= William Henry Veno =

British pharmaceutical inventor

Sir William Henry Veno (1866–1933) was a British pharmaceutical inventor: creating both Veno's Cough Mixture and Germolene.

With a product lifespan of 120 years, Veno's is one of Britain's longest running brand names

==Life==

He was born William Reynard Varney in the parish of Kelton near Castle Douglas in south-west Scotland on 22 December 1866, the son of William Varney and his wife Grace Susan Paterson. In the 1881 census they are living in Sorbie in Wigtownshire where his father was a gamekeeper. William is listed as a junior telegram operator. In 1884 he was employed as a cabin boy (possibly also with telegram duties) on a ship belonging to the Guion Line.

When the ship reached America he decided to stay in the USA (this seems to have been unofficial). In 1887 he discovered a recipe for cough mixture. This seems to have been from a Mr Veno. The continued use of the name Veno seems to have been a legal obligation (or was possibly trying to pass off as the original Mr Veno).

He went to London in 1889 and developed an interest in politics. In 1891 he returned to America and worked in advertising before going to Pittsburgh where he patented Veno's Cough Cure on 24 August 1894. The patent was made under his real name, but he used the surname Veno from this point onward.

He returned to Britain in the summer of 1897 and continued to adopt the surname Veno. He built a factory at 418 Chester Road in the Old Trafford district of Manchester and founded the Veno Drug Company in Manchester in 1898 (the factory was illustrated on the bottles). It sold "Veno's Lightning Cough Cure". Only in 1910 did he officially change his name in Britain to Veno (by deed poll).

In the First World War he worked on recruitment and seems to have been involved with the "Manchester-Scottish" battalion: the 15th Battalion Royal Scots. After the war he set up the Leigh branch of the British Legion. He also owned a theatre in Manchester.

He was Mayor of Altrincham for 1923/24. He was also a prominent Freemason in London.

He was knighted by King George V in the 1920 Birthday Honours. He applied for and received a coat-of-arms from the Lord Lyon.

In 1925 he sold his company to Beecham's Estates and Pills Ltd (via Philip Hill) for £500,000 (£30 million in 2020). Some of his profit was reinvested in photographic film companies but with little success.

He was found dead, on his estate at Woodlands, Bonville Road, Dunham Massey in Cheshire on 10 March 1933. He had gone out to shoot rabbits but had shot himself in the chest with his shotgun. A later inquest concluded "suicide due to temporary insanity".

He is buried in Bowden and Hale Cemetery in Altrincham near Manchester. In his will he left £181,000, around a third of his 1925 worth.

==Veno name==

The use of the name "Veno" is very mysterious.
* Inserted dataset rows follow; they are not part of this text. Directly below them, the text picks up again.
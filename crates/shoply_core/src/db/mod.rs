//! SQLite key-value store bootstrap and schema migration entry points.
//!
//! # Responsibility
//! - Open and configure SQLite connections backing the persisted ledger.
//! - Apply schema migrations in deterministic order.
//!
//! # Invariants
//! - Migration version is tracked via `PRAGMA user_version`.
//! - Repositories must not touch the store before migrations succeed.

use std::error::Error;
use std::fmt::{Display, Formatter};

pub mod migrations;
mod open;

pub use open::{open_store, open_store_in_memory};

pub type DbResult<T> = Result<T, DbError>;

#[derive(Debug)]
pub enum DbError {
    Sqlite(rusqlite::Error),
    UnsupportedSchemaVersion {
        db_version: u32,
        latest_supported: u32,
    },
}

impl Display for DbError {
    fn fmt(&self, f: &mut Formatter<'_>) -> std::fmt::Result {
        match self {
            Self::Sqlite(err) => write!(f, "{err}"),
            Self::UnsupportedSchemaVersion {
                db_version,
                latest_supported,
            } => write!(
                f,
                "store schema version {db_version} is newer than supported {latest_supported}"
            ),
        }
    }
}

impl Error for DbError {
    fn source(&self) -> Option<&(dyn Error + 'static)> {
        match self {
            Self::Sqlite(err) => Some(err),
            Self::UnsupportedSchemaVersion { .. } => None,
        }
    }
}

impl From<rusqlite::Error> for DbError {
    fn from(value: rusqlite::Error) -> Self {
        Self::Sqlite(value)
    }
}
William himself seems to have implied that he "bought" the recipe for the cough mixture from a man in the USA called "Veno" (probably William Henry Veno). He then seems to at least partly if not fully, assume that man's identity. The obligation to do this appears linked to the product, and possibly some original agreement with the man. The most curious moment is therefore the day of registering his US patent: where he registered it in his true name but called the product "Veno's Cough Mixture". This was possibly to avoid a future legal challenge. One way or another, his adoption of the man's name is very strange. His later behaviour, especially his suicide, imply a hidden guilt not compensated by his wealth. A second theory is that there was no man "Veno" and Varney was echoing the name of Eno's Liver Salts which is certainly phonetically similar.

==Family==

He married Mary Pearson (1878–1962) around 1910. They had two sons.